The answer should be an exact repeat of the stretch of material below from the line containing "file.lock_shared()" through the line containing "drop(reader);".

Start of Block

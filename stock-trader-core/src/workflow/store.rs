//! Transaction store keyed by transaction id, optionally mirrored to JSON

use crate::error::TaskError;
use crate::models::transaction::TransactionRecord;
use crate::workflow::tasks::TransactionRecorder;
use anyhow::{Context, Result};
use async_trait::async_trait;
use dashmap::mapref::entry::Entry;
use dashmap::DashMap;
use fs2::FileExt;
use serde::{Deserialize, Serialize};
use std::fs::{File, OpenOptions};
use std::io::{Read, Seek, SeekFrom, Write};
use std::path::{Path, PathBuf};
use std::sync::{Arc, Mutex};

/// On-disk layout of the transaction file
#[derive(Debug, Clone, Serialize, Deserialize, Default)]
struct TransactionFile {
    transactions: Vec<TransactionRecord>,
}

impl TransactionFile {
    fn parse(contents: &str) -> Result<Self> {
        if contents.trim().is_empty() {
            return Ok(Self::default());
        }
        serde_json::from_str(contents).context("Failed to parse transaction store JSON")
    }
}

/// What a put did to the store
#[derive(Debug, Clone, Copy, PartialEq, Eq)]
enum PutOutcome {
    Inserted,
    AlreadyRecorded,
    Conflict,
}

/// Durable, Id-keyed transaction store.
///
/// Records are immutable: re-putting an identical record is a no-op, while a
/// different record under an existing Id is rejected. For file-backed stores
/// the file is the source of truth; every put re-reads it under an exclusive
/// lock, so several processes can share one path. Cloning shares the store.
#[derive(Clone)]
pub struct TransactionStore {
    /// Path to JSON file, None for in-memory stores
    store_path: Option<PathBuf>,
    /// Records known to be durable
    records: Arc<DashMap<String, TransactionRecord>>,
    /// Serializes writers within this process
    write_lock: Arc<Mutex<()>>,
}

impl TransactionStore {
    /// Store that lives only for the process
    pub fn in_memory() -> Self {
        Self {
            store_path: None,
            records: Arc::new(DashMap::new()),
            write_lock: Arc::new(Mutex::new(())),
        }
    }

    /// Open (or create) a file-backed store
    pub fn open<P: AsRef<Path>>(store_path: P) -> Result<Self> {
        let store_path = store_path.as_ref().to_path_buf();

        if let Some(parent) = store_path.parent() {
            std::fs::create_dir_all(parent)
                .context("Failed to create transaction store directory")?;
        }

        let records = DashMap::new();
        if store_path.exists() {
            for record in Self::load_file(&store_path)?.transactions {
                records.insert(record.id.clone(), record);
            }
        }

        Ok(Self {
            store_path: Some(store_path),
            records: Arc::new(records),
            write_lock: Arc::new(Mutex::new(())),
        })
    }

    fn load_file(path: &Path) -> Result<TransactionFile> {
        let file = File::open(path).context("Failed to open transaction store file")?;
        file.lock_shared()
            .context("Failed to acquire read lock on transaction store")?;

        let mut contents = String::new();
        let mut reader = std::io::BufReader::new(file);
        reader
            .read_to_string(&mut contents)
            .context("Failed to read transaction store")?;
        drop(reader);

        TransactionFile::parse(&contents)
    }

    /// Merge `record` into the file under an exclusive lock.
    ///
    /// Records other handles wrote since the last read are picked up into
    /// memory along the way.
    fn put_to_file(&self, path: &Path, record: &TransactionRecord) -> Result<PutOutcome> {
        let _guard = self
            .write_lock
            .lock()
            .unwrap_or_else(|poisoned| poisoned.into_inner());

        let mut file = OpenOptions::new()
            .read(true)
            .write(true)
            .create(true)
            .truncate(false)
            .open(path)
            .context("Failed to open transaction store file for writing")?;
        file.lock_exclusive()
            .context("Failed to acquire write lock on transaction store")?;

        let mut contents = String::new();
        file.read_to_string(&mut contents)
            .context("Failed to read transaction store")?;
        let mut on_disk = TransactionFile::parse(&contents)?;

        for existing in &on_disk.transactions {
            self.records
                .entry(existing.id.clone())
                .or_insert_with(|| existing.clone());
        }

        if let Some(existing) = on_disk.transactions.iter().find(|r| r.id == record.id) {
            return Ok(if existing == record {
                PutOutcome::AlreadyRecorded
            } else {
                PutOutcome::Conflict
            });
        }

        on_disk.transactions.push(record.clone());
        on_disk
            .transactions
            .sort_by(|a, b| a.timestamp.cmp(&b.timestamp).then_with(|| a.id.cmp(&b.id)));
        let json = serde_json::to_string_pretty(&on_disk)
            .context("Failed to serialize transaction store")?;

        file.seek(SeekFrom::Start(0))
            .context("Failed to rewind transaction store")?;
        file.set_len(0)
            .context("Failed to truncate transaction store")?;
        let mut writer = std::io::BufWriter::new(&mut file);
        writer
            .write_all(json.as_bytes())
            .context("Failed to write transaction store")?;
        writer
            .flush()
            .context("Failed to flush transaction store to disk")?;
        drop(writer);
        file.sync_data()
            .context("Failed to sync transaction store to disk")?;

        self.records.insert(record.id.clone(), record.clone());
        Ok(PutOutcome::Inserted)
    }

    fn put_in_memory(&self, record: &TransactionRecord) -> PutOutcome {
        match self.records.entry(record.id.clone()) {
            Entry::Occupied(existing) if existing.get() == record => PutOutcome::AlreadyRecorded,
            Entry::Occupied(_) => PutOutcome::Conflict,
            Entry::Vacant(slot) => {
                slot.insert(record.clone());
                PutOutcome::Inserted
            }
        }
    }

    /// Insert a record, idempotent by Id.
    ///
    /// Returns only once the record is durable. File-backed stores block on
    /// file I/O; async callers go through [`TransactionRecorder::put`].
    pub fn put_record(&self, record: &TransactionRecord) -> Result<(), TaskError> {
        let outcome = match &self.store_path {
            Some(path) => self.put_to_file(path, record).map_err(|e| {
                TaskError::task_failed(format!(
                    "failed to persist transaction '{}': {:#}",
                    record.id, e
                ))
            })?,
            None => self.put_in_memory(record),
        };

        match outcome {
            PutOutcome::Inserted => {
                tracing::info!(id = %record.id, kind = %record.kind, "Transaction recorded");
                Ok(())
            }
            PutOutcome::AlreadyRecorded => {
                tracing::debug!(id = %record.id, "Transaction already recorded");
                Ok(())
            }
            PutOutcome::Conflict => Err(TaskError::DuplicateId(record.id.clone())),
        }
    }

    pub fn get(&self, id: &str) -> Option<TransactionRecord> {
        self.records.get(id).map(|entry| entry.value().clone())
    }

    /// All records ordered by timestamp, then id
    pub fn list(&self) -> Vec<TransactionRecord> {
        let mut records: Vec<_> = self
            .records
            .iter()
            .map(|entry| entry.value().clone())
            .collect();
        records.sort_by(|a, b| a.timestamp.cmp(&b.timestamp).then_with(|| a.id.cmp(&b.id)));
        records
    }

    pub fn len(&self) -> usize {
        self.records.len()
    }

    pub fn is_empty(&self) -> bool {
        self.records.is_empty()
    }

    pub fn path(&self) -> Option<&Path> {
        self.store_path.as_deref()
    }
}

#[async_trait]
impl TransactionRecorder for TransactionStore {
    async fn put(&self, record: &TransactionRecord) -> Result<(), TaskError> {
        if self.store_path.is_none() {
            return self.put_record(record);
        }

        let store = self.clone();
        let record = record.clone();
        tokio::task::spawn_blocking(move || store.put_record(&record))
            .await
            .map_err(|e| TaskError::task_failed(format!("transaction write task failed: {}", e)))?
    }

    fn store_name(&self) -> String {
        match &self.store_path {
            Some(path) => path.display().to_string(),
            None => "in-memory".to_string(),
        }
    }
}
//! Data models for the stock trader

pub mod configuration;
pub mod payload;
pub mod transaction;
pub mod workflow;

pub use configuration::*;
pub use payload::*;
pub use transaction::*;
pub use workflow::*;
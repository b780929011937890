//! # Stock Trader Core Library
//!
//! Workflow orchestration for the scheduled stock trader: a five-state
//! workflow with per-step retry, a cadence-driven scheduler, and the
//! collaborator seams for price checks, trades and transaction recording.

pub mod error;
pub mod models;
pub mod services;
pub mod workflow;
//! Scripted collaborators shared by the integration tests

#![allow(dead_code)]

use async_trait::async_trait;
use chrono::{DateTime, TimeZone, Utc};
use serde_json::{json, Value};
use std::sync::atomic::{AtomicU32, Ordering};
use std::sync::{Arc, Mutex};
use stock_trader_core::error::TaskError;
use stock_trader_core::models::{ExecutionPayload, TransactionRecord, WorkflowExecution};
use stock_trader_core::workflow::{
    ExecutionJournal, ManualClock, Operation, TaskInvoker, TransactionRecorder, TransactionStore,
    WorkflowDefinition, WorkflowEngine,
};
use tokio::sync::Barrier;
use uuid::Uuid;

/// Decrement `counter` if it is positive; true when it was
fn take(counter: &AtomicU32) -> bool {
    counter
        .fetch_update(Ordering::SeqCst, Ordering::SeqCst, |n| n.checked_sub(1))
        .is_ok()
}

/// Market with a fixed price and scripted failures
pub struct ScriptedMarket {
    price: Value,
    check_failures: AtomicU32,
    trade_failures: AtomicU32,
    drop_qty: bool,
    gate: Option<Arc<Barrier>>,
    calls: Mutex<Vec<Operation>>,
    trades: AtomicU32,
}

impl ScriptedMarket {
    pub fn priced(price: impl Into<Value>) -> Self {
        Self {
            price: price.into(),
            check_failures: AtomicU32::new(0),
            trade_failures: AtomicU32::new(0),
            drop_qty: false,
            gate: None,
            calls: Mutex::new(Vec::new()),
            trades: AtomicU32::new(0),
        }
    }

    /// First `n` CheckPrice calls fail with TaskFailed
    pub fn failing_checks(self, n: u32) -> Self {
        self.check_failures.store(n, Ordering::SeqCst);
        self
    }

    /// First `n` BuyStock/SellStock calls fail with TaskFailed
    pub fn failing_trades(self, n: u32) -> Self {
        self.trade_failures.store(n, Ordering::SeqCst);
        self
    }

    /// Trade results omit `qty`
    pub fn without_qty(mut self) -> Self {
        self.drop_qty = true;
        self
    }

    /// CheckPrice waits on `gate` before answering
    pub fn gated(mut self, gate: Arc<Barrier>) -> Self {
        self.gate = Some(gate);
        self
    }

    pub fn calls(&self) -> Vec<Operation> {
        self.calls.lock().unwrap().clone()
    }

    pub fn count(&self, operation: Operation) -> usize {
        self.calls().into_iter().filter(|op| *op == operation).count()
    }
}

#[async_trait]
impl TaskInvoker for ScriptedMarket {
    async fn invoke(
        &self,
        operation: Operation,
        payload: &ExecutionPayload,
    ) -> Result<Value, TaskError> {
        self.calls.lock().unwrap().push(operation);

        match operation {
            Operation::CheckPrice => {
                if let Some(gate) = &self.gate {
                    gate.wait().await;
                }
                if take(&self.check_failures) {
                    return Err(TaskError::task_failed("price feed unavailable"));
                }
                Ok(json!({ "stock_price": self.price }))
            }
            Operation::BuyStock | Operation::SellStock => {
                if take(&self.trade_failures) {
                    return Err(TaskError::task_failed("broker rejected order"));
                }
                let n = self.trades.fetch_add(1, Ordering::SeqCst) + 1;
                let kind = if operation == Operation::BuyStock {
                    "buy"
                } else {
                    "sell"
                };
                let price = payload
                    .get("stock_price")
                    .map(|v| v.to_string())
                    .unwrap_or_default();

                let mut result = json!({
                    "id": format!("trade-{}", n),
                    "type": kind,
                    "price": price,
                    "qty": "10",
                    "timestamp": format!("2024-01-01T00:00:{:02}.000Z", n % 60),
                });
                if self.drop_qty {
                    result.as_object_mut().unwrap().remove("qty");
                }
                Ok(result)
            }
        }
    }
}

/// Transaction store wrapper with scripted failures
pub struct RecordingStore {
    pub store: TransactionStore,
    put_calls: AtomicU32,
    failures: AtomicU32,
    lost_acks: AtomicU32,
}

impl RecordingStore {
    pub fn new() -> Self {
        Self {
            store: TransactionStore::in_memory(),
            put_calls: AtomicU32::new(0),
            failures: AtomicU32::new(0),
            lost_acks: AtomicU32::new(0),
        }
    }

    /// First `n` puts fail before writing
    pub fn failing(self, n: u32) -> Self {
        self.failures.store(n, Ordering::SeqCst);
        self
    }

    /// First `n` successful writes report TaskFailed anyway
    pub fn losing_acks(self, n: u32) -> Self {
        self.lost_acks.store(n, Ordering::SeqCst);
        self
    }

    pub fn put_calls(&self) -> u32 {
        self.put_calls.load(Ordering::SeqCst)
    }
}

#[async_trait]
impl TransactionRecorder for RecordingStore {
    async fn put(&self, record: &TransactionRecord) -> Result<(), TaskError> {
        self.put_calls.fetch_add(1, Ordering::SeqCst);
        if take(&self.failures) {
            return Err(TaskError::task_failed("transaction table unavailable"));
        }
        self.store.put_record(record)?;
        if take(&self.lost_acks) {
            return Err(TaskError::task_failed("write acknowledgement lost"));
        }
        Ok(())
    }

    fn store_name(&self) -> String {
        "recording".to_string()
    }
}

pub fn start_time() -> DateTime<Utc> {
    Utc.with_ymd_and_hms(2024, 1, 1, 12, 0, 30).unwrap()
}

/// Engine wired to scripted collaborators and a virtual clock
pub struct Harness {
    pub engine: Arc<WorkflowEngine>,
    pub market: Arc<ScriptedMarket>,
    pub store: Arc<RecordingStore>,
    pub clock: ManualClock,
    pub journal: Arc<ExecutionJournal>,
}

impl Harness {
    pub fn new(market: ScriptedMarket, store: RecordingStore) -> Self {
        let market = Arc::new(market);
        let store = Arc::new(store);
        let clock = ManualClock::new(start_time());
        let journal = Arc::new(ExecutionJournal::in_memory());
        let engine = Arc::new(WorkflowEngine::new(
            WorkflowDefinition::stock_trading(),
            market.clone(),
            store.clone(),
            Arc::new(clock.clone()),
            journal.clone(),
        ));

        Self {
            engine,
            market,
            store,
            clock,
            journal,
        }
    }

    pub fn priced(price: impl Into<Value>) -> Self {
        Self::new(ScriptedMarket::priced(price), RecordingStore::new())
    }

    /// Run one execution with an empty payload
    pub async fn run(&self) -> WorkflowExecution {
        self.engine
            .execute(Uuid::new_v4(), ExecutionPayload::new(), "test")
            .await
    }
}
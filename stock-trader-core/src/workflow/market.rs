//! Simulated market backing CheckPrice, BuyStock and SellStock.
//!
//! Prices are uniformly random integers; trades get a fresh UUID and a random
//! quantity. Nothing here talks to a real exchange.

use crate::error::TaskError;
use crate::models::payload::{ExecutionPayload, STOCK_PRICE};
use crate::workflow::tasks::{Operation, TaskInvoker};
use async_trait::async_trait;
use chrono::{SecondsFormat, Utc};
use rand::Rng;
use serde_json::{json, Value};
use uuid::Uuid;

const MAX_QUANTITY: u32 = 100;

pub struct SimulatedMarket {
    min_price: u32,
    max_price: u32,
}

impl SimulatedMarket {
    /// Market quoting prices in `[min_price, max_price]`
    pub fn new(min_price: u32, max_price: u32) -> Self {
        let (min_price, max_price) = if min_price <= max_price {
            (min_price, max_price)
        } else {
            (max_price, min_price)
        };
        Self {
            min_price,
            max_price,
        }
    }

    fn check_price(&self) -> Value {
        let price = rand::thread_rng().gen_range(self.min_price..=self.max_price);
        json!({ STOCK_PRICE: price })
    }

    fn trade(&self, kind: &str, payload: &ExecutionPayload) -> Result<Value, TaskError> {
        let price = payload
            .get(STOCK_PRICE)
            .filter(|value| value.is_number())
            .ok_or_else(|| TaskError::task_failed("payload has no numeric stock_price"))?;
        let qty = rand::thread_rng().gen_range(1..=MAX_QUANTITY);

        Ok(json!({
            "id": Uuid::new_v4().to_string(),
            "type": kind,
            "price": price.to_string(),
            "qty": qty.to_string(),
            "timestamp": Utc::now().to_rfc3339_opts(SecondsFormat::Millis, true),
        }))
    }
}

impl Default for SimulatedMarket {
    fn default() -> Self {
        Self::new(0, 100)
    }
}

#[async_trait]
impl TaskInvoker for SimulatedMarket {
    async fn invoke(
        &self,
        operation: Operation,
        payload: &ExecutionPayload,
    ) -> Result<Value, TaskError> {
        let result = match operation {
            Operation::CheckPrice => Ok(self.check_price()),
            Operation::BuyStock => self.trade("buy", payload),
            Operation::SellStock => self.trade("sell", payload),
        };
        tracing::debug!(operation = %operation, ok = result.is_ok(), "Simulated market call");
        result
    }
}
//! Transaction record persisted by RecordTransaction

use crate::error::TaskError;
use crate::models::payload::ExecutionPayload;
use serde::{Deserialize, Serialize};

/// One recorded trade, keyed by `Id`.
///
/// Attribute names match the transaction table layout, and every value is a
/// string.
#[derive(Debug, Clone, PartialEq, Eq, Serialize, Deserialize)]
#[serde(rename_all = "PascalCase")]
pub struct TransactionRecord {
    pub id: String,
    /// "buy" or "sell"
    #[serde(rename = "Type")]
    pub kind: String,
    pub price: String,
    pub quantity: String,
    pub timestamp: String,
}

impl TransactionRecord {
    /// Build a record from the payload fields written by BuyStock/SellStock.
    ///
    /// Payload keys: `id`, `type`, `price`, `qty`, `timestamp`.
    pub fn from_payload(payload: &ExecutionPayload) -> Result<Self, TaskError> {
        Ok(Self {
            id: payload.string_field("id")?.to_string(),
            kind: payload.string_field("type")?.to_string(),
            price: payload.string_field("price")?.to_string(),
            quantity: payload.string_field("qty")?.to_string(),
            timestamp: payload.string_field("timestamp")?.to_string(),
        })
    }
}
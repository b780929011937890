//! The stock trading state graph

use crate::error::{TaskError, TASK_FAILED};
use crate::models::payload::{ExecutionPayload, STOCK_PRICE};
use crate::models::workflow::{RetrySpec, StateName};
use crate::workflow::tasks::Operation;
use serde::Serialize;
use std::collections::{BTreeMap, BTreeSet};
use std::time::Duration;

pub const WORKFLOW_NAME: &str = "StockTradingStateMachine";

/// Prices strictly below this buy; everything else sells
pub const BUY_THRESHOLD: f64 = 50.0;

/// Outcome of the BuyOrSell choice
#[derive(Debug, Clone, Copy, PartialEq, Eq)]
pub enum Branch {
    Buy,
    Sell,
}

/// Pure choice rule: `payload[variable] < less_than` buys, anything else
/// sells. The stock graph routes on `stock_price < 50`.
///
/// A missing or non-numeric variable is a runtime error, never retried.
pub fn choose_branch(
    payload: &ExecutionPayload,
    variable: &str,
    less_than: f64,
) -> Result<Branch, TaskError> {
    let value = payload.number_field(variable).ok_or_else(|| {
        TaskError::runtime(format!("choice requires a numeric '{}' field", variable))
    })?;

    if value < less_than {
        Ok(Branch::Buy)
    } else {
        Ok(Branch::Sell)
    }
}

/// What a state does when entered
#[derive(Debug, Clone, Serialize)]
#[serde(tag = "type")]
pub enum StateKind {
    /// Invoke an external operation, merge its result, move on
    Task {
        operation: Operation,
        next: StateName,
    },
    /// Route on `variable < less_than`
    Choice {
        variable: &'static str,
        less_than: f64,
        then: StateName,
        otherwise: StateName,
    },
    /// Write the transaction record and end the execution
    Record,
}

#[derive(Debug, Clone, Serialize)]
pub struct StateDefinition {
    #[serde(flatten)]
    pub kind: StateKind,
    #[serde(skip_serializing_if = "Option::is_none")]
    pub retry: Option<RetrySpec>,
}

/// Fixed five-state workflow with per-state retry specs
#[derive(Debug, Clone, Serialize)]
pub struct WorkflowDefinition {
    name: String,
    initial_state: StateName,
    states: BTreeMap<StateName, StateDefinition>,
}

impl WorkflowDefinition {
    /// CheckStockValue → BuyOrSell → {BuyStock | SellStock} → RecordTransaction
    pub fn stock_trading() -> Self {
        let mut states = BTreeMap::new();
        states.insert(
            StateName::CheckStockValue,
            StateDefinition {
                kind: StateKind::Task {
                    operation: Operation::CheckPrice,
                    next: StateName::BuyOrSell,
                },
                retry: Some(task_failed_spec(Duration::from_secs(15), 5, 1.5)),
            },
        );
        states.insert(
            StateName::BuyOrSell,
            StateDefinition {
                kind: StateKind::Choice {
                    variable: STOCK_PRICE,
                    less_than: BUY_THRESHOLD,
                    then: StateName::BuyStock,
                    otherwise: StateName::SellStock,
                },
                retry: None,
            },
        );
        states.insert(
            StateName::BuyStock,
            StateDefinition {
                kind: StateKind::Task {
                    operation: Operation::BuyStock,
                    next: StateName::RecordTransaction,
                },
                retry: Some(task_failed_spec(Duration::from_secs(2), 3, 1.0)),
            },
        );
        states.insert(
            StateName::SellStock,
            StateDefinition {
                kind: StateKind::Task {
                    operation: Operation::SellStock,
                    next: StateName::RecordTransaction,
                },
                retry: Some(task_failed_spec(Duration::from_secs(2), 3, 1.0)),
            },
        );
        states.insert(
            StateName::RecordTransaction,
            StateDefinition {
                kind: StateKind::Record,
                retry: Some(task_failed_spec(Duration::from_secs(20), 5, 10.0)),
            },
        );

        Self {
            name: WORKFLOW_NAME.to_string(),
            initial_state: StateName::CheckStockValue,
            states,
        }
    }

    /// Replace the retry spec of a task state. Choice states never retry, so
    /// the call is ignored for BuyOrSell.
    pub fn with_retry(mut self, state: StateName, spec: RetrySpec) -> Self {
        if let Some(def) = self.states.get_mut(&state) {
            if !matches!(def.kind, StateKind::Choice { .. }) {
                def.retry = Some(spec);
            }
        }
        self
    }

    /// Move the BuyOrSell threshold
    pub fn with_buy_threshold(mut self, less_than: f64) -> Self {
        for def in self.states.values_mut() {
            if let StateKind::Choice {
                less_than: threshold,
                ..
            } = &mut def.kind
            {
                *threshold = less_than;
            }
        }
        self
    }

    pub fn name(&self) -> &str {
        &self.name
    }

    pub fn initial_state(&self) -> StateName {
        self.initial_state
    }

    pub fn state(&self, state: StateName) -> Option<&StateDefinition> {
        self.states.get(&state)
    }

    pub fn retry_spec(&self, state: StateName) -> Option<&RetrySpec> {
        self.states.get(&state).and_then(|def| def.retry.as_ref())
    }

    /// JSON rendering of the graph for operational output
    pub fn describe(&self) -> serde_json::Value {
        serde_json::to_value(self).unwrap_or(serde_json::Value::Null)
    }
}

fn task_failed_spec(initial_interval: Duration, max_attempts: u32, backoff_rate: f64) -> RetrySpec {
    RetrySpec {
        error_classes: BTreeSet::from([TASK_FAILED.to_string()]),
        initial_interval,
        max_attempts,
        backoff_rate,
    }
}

End of Block

Problem solution =>
        file.lock_shared()
            .context("Failed to acquire read lock on transaction store")?;

        let mut contents = String::new();
        let mut reader = std::io::BufReader::new(file);
        reader
            .read_to_string(&mut contents)
            .context("Failed to read transaction store")?;
        drop(reader);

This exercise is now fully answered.